ジャーナリストのオーウェン・ヒギンズ氏は「RBGが今日の最高裁判断を可能にした」とし、「オバマ氏が故・スカリア判事の代わりにガーランド(米司法長官)や他の誰かを後任に据えられなかったおかげだ。あなた(オバマ氏)の職務怠慢と大統領としての失敗が、今の瞬間を現実にした」と怒りの矛先をオバマ氏に向けた。オバマ氏は在任中、2016年に死去した保守派のスカリア判事の後任にリベラル派のメリック・ガーランド氏を指名したが、当時共和党が多数を占めた米議会上院の承認が得られないまま、トランプ政権に引き継いだ。ガーランド氏はバイデン政権になって司法長官に就任している。

生涯現役主義が裏目に?

ギンズバーグ判事は晩年、高齢の上、大腸がんとすい臓がんで入退院を繰り返した。最高裁のリベラル派の席を確保するため、オバマ政権が2期目を迎え、上院で民主党が少数派に転落する前から、早期引退を勧める声が上がっていたが、本人は現役続行を固持した。

ニューヨーク・タイムズの編集委員、ドロシー・サミュエル氏は、Politicoの取材に「これは多面性のある問題だ。
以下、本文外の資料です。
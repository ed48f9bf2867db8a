// Path: crates/telemetry/src/time.rs
use std::time::Instant;

/// Logs the wall-clock duration of a scope at debug level when dropped.
#[must_use = "Timer must be bound to a variable to measure the enclosing scope"]
pub struct Timer {
    step: &'static str,
    start: Instant,
}

impl Timer {
    /// Starts timing `step`.
    pub fn new(step: &'static str) -> Self {
        Self {
            step,
            start: Instant::now(),
        }
    }

    /// Seconds elapsed since the timer started.
    pub fn elapsed_secs(&self) -> f64 {
        self.start.elapsed().as_secs_f64()
    }
}

impl Drop for Timer {
    fn drop(&mut self) {
        tracing::debug!(
            target: "telemetry",
            step = self.step,
            elapsed_secs = self.elapsed_secs(),
            "Step finished"
        );
    }
}
// Path: crates/types/src/params.rs

//! Protocol constants.
//!
//! System contract addresses are fixed at compile time and never reassigned.
//! Two address sets exist: the current proxies (`0x300..0x30C`) and the V1
//! implementations (`0x310..0x319`). Both sets are whitelisted.

use crate::primitives::{Address, H256};
use ethereum_types::H160;

const fn system_address(id: u16) -> Address {
    let [hi, lo] = id.to_be_bytes();
    H160([0, 0, 0, 0, 0, 0, 0, 0, 0, 0, 0, 0, 0, 0, 0, 0, 0, 0, hi, lo])
}

/// Block reward proxy; receives the per-block `reward()` call.
pub const BLOCK_REWARD: Address = system_address(0x300);
/// Treasury proxy; receives drained balances.
pub const TREASURY: Address = system_address(0x301);
/// Masternode registry proxy.
pub const MASTERNODE_REGISTRY: Address = system_address(0x302);
/// Staker reward proxy.
pub const STAKER_REWARD: Address = system_address(0x303);
/// Backbone reward proxy.
pub const BACKBONE_REWARD: Address = system_address(0x304);
/// Spork registry proxy.
pub const SPORK_REGISTRY: Address = system_address(0x305);
/// Checkpoint registry proxy.
pub const CHECKPOINT_REGISTRY: Address = system_address(0x306);
/// Blacklist registry proxy; source of blocked and drainable addresses.
pub const BLACKLIST_REGISTRY: Address = system_address(0x307);
/// Gen2 migration contract. A header whose coinbase equals this address
/// marks the migration block.
pub const MIGRATION_CONTRACT: Address = system_address(0x308);
/// Masternode collateral token proxy.
pub const MASTERNODE_TOKEN: Address = system_address(0x309);
/// Consensus-side storage account mirroring blacklisted addresses.
pub const BLACKLIST: Address = system_address(0x30A);
/// Consensus-side storage account mirroring whitelisted addresses.
pub const WHITELIST: Address = system_address(0x30B);
/// Consensus-side storage account mirroring active masternodes.
pub const MASTERNODE_LIST: Address = system_address(0x30C);

/// Block reward V1 implementation.
pub const BLOCK_REWARD_V1: Address = system_address(0x310);
/// Treasury V1 implementation.
pub const TREASURY_V1: Address = system_address(0x311);
/// Masternode registry V1 implementation.
pub const MASTERNODE_REGISTRY_V1: Address = system_address(0x312);
/// Staker reward V1 implementation.
pub const STAKER_REWARD_V1: Address = system_address(0x313);
/// Backbone reward V1 implementation.
pub const BACKBONE_REWARD_V1: Address = system_address(0x314);
/// Spork registry V1 implementation.
pub const SPORK_REGISTRY_V1: Address = system_address(0x315);
/// Checkpoint registry V1 implementation.
pub const CHECKPOINT_REGISTRY_V1: Address = system_address(0x316);
/// Blacklist registry V1 implementation.
pub const BLACKLIST_REGISTRY_V1: Address = system_address(0x317);
/// Compensation fund V1 implementation.
pub const COMPENSATION_FUND_V1: Address = system_address(0x318);
/// Masternode token V1 implementation.
pub const MASTERNODE_TOKEN_V1: Address = system_address(0x319);

/// Sender of every consensus-synthesized transaction. Holds a balance only
/// for the duration of a single finalization step.
pub const SYSTEM_FAUCET: Address = system_address(0x320);
/// Scratch account for throwaway execution ("Ephemeral" in ASCII).
pub const EPHEMERAL: Address = H160([
    0, 0, 0, 0, 0, 0, 0, 0, 0, 0, 0, 0x45, 0x70, 0x68, 0x65, 0x6d, 0x65, 0x72, 0x61, 0x6c,
]);

/// Every system contract address of both generations. This is the fixed
/// protocol whitelist mirrored into [`WHITELIST`].
pub const SYSTEM_CONTRACTS: [Address; 23] = [
    BLOCK_REWARD,
    TREASURY,
    MASTERNODE_REGISTRY,
    STAKER_REWARD,
    BACKBONE_REWARD,
    SPORK_REGISTRY,
    CHECKPOINT_REGISTRY,
    BLACKLIST_REGISTRY,
    MIGRATION_CONTRACT,
    MASTERNODE_TOKEN,
    BLACKLIST,
    WHITELIST,
    MASTERNODE_LIST,
    BLOCK_REWARD_V1,
    TREASURY_V1,
    MASTERNODE_REGISTRY_V1,
    STAKER_REWARD_V1,
    BACKBONE_REWARD_V1,
    SPORK_REGISTRY_V1,
    CHECKPOINT_REGISTRY_V1,
    BLACKLIST_REGISTRY_V1,
    COMPENSATION_FUND_V1,
    MASTERNODE_TOKEN_V1,
];

/// Value stored in registry mirror slots for present entries.
pub const STORAGE_MARKER: H256 = H256([
    0, 0, 0, 0, 0, 0, 0, 0, 0, 0, 0, 0, 0, 0, 0, 0, 0, 0, 0, 0, 0, 0, 0, 0, 0, 0, 0, 0, 0, 0, 0, 1,
]);

/// Gas reserved per snapshot owner in the migration block.
pub const GAS_PER_MIGRATION_ENTRY: u64 = 100_000;

/// Gen2 amounts carry 8 decimals, Gen3 amounts carry 18.
pub const MIGRATION_AMOUNT_SCALE: u64 = 10_000_000_000;

/// Engine identifier written into the migration header's extra data.
pub const ENGINE_TAG: &str = "range3";

/// The protocol version as `major << 16 | minor << 8 | patch`.
pub fn protocol_version() -> u32 {
    let part = |s: &str| s.parse::<u32>().unwrap_or(0);
    let major = part(env!("CARGO_PKG_VERSION_MAJOR"));
    let minor = part(env!("CARGO_PKG_VERSION_MINOR"));
    let patch = part(env!("CARGO_PKG_VERSION_PATCH"));
    (major << 16) | (minor << 8) | patch
}
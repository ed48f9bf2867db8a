// Path: crates/api/src/lib.rs

//! # Range Kernel API Crate Lints
//!
//! This crate enforces a strict set of lints to ensure high-quality,
//! panic-free, and well-documented code. Panics are disallowed in non-test
//! code to promote robust error handling.
#![cfg_attr(
    not(test),
    deny(
        clippy::unwrap_used,
        clippy::expect_used,
        clippy::panic,
        clippy::todo,
        clippy::unimplemented,
        clippy::indexing_slicing
    )
)]
#![deny(missing_docs)]
//! # Range Kernel API
//!
//! Traits for the collaborators the finalization engine drives: the state
//! database, the contract execution engine, chain access, transaction signers
//! and seal recovery. Also hosts the scoped state guards and the
//! transfer-ability queries shared by the engine and the executor.

/// Chain access and chain-level configuration.
pub mod chain;
/// Seal signature recovery.
pub mod crypto;
/// Re-exports all core error types from the central `range-types` crate.
pub mod error;
/// The contract execution engine interface.
pub mod execution;
/// The state database interface and scoped guards over it.
pub mod state;
/// Transaction signers and the producer key store.
pub mod transaction;
/// Blacklist and whitelist queries gating value transfers.
pub mod transfer;
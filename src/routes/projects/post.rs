use super::*;

#[post("/api/projects")]
pub async fn create_project_handler(
    pool: web::Data<SqlitePool>,
    body: web::Json<CreateProjectRequest>,
) -> impl Responder {
    let request = body.into_inner();

    if request.name.trim().is_empty() {
        return HttpResponse::BadRequest().json(ErrorResponseWithMessage {
            reason: "ERR_INVALID_ARGUMENT",
            code: 1,
            message: "Project name is required".to_string(),
        });
    }

    match db::create_project(&request.name, &request.description, pool.get_ref()).await {
        Ok(project) => {
            log::info!("Created project {} ({})", project.id, project.name);
            HttpResponse::Ok().json(project)
        }
        Err(e) => {
            log::error!("Failed to create project: {e}");
            HttpResponse::InternalServerError().json(ErrorResponse {
                reason: "ERR_INTERNAL",
                code: 6,
            })
        }
    }
}

#[post("/api/projects/{id}/files")]
pub async fn create_file_handler(
    pool: web::Data<SqlitePool>,
    path: web::Path<(String,)>,
    body: web::Json<CreateFileRequest>,
) -> impl Responder {
    let project_id = path.into_inner().0;
    let request = body.into_inner();

    // Paths are '/'-delimited with no leading slash
    if request.path.is_empty() || request.path.starts_with('/') {
        return HttpResponse::BadRequest().json(ErrorResponseWithMessage {
            reason: "ERR_INVALID_ARGUMENT",
            code: 1,
            message: "File path is required and must not start with '/'".to_string(),
        });
    }

    match db::create_file(&project_id, &request, pool.get_ref()).await {
        Ok(file) => {
            log::info!("Created {} in project {project_id}", file.path);
            HttpResponse::Ok().json(file)
        }
        Err(StoreError::DuplicatePath(path)) => {
            HttpResponse::BadRequest().json(ErrorResponseWithMessage {
                reason: "ERR_DUPLICATE_PATH",
                code: 4,
                message: format!("A file or folder already exists at {path}"),
            })
        }
        Err(StoreError::NotFound) => HttpResponse::NotFound().json(ErrorResponseWithMessage {
            reason: "ERR_NOT_FOUND",
            code: 3,
            message: format!("Project {project_id} not found."),
        }),
        Err(e) => {
            log::error!("Failed to create file in project {project_id}: {e}");
            HttpResponse::InternalServerError().json(ErrorResponse {
                reason: "ERR_INTERNAL",
                code: 6,
            })
        }
    }
}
ギンズバーグ判事は万人の平等に熱意を持って取り組んでいた。女性が国を構成する一員であるための道を開いてきた。しかし、彼女がもたらしたのは、自身も貢献してきた平等に関する判断を覆すような裁判所で、その影響はこれから長年にわたって続く」と述べ、「非常に自己中心的な行いだった」と非難した。

スタンフォード大の法律学教授、ミシェル・ドーバー氏は、「彼女はギャンブルをした。自分自身だけではなく、私の娘や孫娘の権利をも巻き込むギャンブルをした。そして不幸なことに、それが彼女のレガシーだ。悲劇的だと思う」とコメントした。